Reservoir Sampling

Select a uniform random sample from a stream of unknown length using fixed memory.

Reservoir Sampling

Reservoir Sampling selects a uniform random sample from a stream without knowing the stream length in advance. It keeps only a fixed-size reservoir and updates it as new items arrive.

The simplest version keeps one item. The general version keeps $k$ items.

Problem

Given a stream:

$$ x_1, x_2, \dots, x_n $$

choose $k$ items uniformly at random from the stream, using only:

$$ O(k) $$

memory.

Algorithm

Fill the reservoir with the first $k$ items. For the $i$-th item after that, choose a random integer $j$ from $0$ to $i$. If $j < k$, replace reservoir position $j$.

Here $i$ is zero-based.

reservoir_sampling(stream, k):
    R = empty array

    for i, x in enumerate(stream):
        if i < k:
            append x to R
        else:
            j = random integer from 0 to i
            if j < k:
                R[j] = x

    return R

Example

Let:

$$ stream = [a, b, c, d, e] $$

and:

$$ k = 2 $$

The reservoir first becomes:

$$ [a, b] $$

When $c, d, e$ arrive, each new item has a chance to replace one existing reservoir item. After the stream ends, every 2-item subset has equal probability.

Correctness

For any item $x_i$, the probability that it enters the reservoir when processed is:

$$ \frac{k}{i} $$

using one-based position $i$.

After entering, it must avoid replacement by every later item $x_t$ for $t = i + 1, \dots, n$. At step $t$, the probability that a specific reservoir item is replaced is:

$$ \frac{1}{t} $$

so the probability it survives that step is:

$$ 1 - \frac{1}{t} $$

Therefore its final probability is:

$$ \frac{k}{i} \prod_{t=i+1}^{n}\left(1 - \frac{1}{t}\right)

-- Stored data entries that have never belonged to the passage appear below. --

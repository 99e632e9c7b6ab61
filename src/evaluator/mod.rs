// src/evaluator/mod.rs — Evaluator library
//
// Every evaluator is built in two stages: a builder captures the parameters
// (`contains_all(["a", "b"])`), and the resulting value is later applied to a
// candidate output. Evaluators hold no mutable state and may be shared across
// trials and tasks.

pub mod classifier;
pub mod judge;
pub mod link;
pub mod similarity;
pub mod spec;
pub mod structure;
pub mod text;

use std::sync::Arc;
use std::time::Duration;

use async_trait::async_trait;
use serde::{Deserialize, Serialize};

use crate::infra::config::Config;
use crate::infra::errors::ProbeError;
use crate::provider::ModelProvider;

pub use classifier::{ClassificationLabel, MatchesClassification};
pub use judge::LlmGrader;
pub use link::{ContainsLink, ContainsValidLink};
pub use similarity::CosineSimilarity;
pub use spec::EvaluatorSpec;
pub use structure::{LengthBound, RegexMatch, Shape, ShapeCheck};
pub use text::{MatchKind, TextMatch};

/// Verdict of one evaluator invocation.
///
/// `passed` is `None` only when the evaluation could not be carried out.
/// `reason` is never empty.
#[derive(Debug, Clone, PartialEq, Serialize, Deserialize)]
pub struct EvalResult {
    pub passed: Option<bool>,
    pub reason: String,
}

impl EvalResult {
    pub fn pass(reason: impl Into<String>) -> Self {
        Self::from_verdict(true, reason)
    }

    pub fn fail(reason: impl Into<String>) -> Self {
        Self::from_verdict(false, reason)
    }

    pub fn errored(reason: impl Into<String>) -> Self {
        Self {
            passed: None,
            reason: non_empty_reason(reason.into(), "evaluation errored"),
        }
    }

    pub fn from_verdict(passed: bool, reason: impl Into<String>) -> Self {
        let fallback = if passed { "passed" } else { "failed" };
        Self {
            passed: Some(passed),
            reason: non_empty_reason(reason.into(), fallback),
        }
    }

    pub fn outcome(&self) -> Outcome {
        match self.passed {
            Some(true) => Outcome::Passed,
            Some(false) => Outcome::Failed,
            None => Outcome::Errored,
        }
    }
}

fn non_empty_reason(reason: String, fallback: &str) -> String {
    if reason.trim().is_empty() {
        fallback.to_string()
    } else {
        reason
    }
}

#[derive(Debug, Clone, Copy, PartialEq, Eq, Serialize, Deserialize)]
#[serde(rename_all = "snake_case")]
pub enum Outcome {
    Passed,
    Failed,
    Errored,
}

impl std::fmt::Display for Outcome {
    fn fmt(&self, f: &mut std::fmt::Formatter<'_>) -> std::fmt::Result {
        let s = match self {
            Outcome::Passed => "PASSED",
            Outcome::Failed => "FAILED",
            Outcome::Errored => "ERRORED",
        };
        f.write_str(s)
    }
}

/// A predicate over a model output.
///
/// `Err` means the evaluation itself broke (network, script error, ...).
/// The engine records such trials as errored; it never aborts the run.
#[async_trait]
pub trait Evaluator: Send + Sync {
    /// Stable snake_case identifier, e.g. `contains_all`.
    fn name(&self) -> &str;

    async fn evaluate(&self, output: &str, ctx: &EvalContext) -> Result<EvalResult, ProbeError>;
}

/// Shared collaborators for evaluators that leave the process.
#[derive(Clone)]
pub struct EvalContext {
    provider: Option<Arc<dyn ModelProvider>>,
    pub grader_model: String,
    pub classifier_model: String,
    pub embedding_model: String,
    pub request_timeout: Duration,
    pub link_timeout: Duration,
    http: reqwest::Client,
}

impl EvalContext {
    pub fn new(provider: Arc<dyn ModelProvider>) -> Self {
        Self {
            provider: Some(provider),
            ..Self::offline()
        }
    }

    /// No model provider: only local evaluators (and link checks) can run.
    pub fn offline() -> Self {
        let defaults = Config::default();
        Self {
            provider: None,
            grader_model: defaults.provider.grader_model().to_string(),
            classifier_model: defaults.provider.classifier_model().to_string(),
            embedding_model: defaults.provider.embedding_model.clone(),
            request_timeout: defaults.run.request_timeout(),
            link_timeout: defaults.run.link_timeout(),
            http: reqwest::Client::new(),
        }
    }

    pub fn from_config(config: &Config, provider: Option<Arc<dyn ModelProvider>>) -> Self {
        Self {
            provider,
            grader_model: config.provider.grader_model().to_string(),
            classifier_model: config.provider.classifier_model().to_string(),
            embedding_model: config.provider.embedding_model.clone(),
            request_timeout: config.run.request_timeout(),
            link_timeout: config.run.link_timeout(),
            http: reqwest::Client::new(),
        }
    }

    pub fn with_request_timeout(mut self, timeout: Duration) -> Self {
        self.request_timeout = timeout;
        self
    }

    pub fn with_link_timeout(mut self, timeout: Duration) -> Self {
        self.link_timeout = timeout;
        self
    }

    pub fn http(&self) -> &reqwest::Client {
        &self.http
    }

    fn provider(&self, evaluator: &str) -> Result<&dyn ModelProvider, ProbeError> {
        self.provider
            .as_deref()
            .ok_or_else(|| ProbeError::evaluator(evaluator, "no model provider configured"))
    }

    /// Single-message completion bounded by `request_timeout`.
    pub async fn complete(
        &self,
        evaluator: &str,
        model: &str,
        prompt: &str,
    ) -> Result<String, ProbeError> {
        let provider = self.provider(evaluator)?;
        tokio::time::timeout(
            self.request_timeout,
            crate::provider::complete(provider, model, prompt),
        )
        .await
        .map_err(|_| ProbeError::timeout(format!("{evaluator} completion"), self.request_timeout))?
    }

    /// Embed `texts` with the configured embedding model, bounded by `request_timeout`.
    pub async fn embed(&self, evaluator: &str, texts: &[&str]) -> Result<Vec<Vec<f32>>, ProbeError> {
        let provider = self.provider(evaluator)?;
        tokio::time::timeout(
            self.request_timeout,
            provider.embed(texts, &self.embedding_model),
        )
        .await
        .map_err(|_| ProbeError::timeout(format!("{evaluator} embedding"), self.request_timeout))?
    }
}

/// Inverts the wrapped evaluator's verdict. Errored results stay errored.
pub struct Negate {
    inner: Arc<dyn Evaluator>,
    name: String,
}

impl Negate {
    pub fn new(inner: Arc<dyn Evaluator>) -> Self {
        let name = format!("negate_{}", inner.name());
        Self { inner, name }
    }
}

#[async_trait]
impl Evaluator for Negate {
    fn name(&self) -> &str {
        &self.name
    }

    async fn evaluate(&self, output: &str, ctx: &EvalContext) -> Result<EvalResult, ProbeError> {
        let inner = self.inner.evaluate(output, ctx).await?;
        let Some(passed) = inner.passed else {
            return Ok(inner);
        };
        Ok(EvalResult::from_verdict(
            !passed,
            format!(
                "{} returned {} with reason {}",
                self.inner.name(),
                passed,
                inner.reason
            ),
        ))
    }
}

pub fn negate(inner: Arc<dyn Evaluator>) -> Arc<dyn Evaluator> {
    Arc::new(Negate::new(inner))
}

#[cfg(test)]
mod tests {
    use super::*;
    use crate::provider::testing::StaticProvider;

    #[test]
    fn test_reason_never_empty() {
        assert_eq!(EvalResult::pass("").reason, "passed");
        assert_eq!(EvalResult::fail("  ").reason, "failed");
        assert_eq!(EvalResult::errored("").reason, "evaluation errored");
        assert_eq!(EvalResult::pass("ok").reason, "ok");
    }

    #[test]
    fn test_outcome() {
        assert_eq!(EvalResult::pass("x").outcome(), Outcome::Passed);
        assert_eq!(EvalResult::fail("x").outcome(), Outcome::Failed);
        assert_eq!(EvalResult::errored("x").outcome(), Outcome::Errored);
        assert_eq!(Outcome::Errored.to_string(), "ERRORED");
    }

    #[tokio::test]
    async fn test_negate_contains_hash() {
        let ctx = EvalContext::offline();
        let no_hash = negate(Arc::new(TextMatch::contains("#")));

        let r = no_hash.evaluate("no hashtag", &ctx).await.unwrap();
        assert_eq!(r.passed, Some(true));
        assert!(r.reason.starts_with("contains returned false with reason"));

        let r = no_hash.evaluate("#trending", &ctx).await.unwrap();
        assert_eq!(r.passed, Some(false));
        assert_eq!(no_hash.name(), "negate_contains");
    }

    #[tokio::test]
    async fn test_negate_keeps_errored() {
        struct Broken;
        #[async_trait]
        impl Evaluator for Broken {
            fn name(&self) -> &str {
                "broken"
            }
            async fn evaluate(&self, _: &str, _: &EvalContext) -> Result<EvalResult, ProbeError> {
                Ok(EvalResult::errored("could not decide"))
            }
        }
        let r = Negate::new(Arc::new(Broken))
            .evaluate("x", &EvalContext::offline())
            .await
            .unwrap();
        assert_eq!(r.passed, None);
    }

    #[tokio::test]
    async fn test_offline_context_rejects_model_calls() {
        let ctx = EvalContext::offline();
        let err = ctx.complete("grade_using_llm", "m", "p").await.unwrap_err();
        assert!(err.to_string().contains("no model provider"));
    }

    #[tokio::test]
    async fn test_context_complete_uses_provider() {
        let ctx = EvalContext::new(Arc::new(StaticProvider::replying("yes")));
        assert_eq!(ctx.complete("x", "m", "p").await.unwrap(), "yes");
    }
}
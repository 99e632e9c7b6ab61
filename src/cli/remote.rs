// src/cli/remote.rs — `deploy` and `run-prod`

use crate::infra::config::Config;
use crate::remote::{ProdRunRequest, RemoteClient, TestSlugs};
use crate::suite::SuiteLoader;

pub async fn run_deploy(config: &Config, name: &str) -> anyhow::Result<()> {
    let client = RemoteClient::from_config(&config.remote)?;
    let suite = SuiteLoader::new(config.test_dir()).load(name)?;
    client.deploy_suite(&suite).await?;
    println!("Deployed '{}' ({} test(s))", suite.name, suite.cases.len());
    Ok(())
}

pub async fn run_prod(
    config: &Config,
    prompt: &str,
    tests: &str,
    start_date: Option<String>,
    end_date: Option<String>,
) -> anyhow::Result<()> {
    let client = RemoteClient::from_config(&config.remote)?;
    client
        .trigger_prod_run(&ProdRunRequest {
            prompt_slug: prompt.to_string(),
            test_slugs: TestSlugs::parse(tests),
            start_date,
            end_date,
        })
        .await?;
    println!("Triggered production run for prompt '{prompt}'");
    Ok(())
}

\frac{k}{i} \prod_{t=i+1}^{n}\frac{t-1}{t}

\frac{k}{n} $$

Thus every item is included with equal probability $k/n$.

Complexity

operation cost
memory $O(k)$
update per item $O(1)$
total time $O(n)$

The algorithm is online and does not need to know $n$ in advance.

When to Use

Use Reservoir Sampling when:

  • the input is a stream
  • the stream length is unknown
  • storing all items is impossible or unnecessary
  • a uniform sample is required

It is common in logging, telemetry, randomized testing, large file sampling, and database query processing.

Implementation

import random

def reservoir_sampling(stream, k):
    reservoir = []

    for i, x in enumerate(stream):
        if i < k:
            reservoir.append(x)
        else:
            j = random.randint(0, i)
            if j < k:
                reservoir[j] = x

    return reservoir
import "math/rand"

func ReservoirSampling[T any](stream []T, k int) []T {
	reservoir := make([]T, 0, k)

	for i, x := range stream {
		if i < k {
			reservoir = append(reservoir, x)
			continue
		}

		j := rand.Intn(i + 1)
		if j < k {
			reservoir[j] = x
		}
	}

	return reservoir
}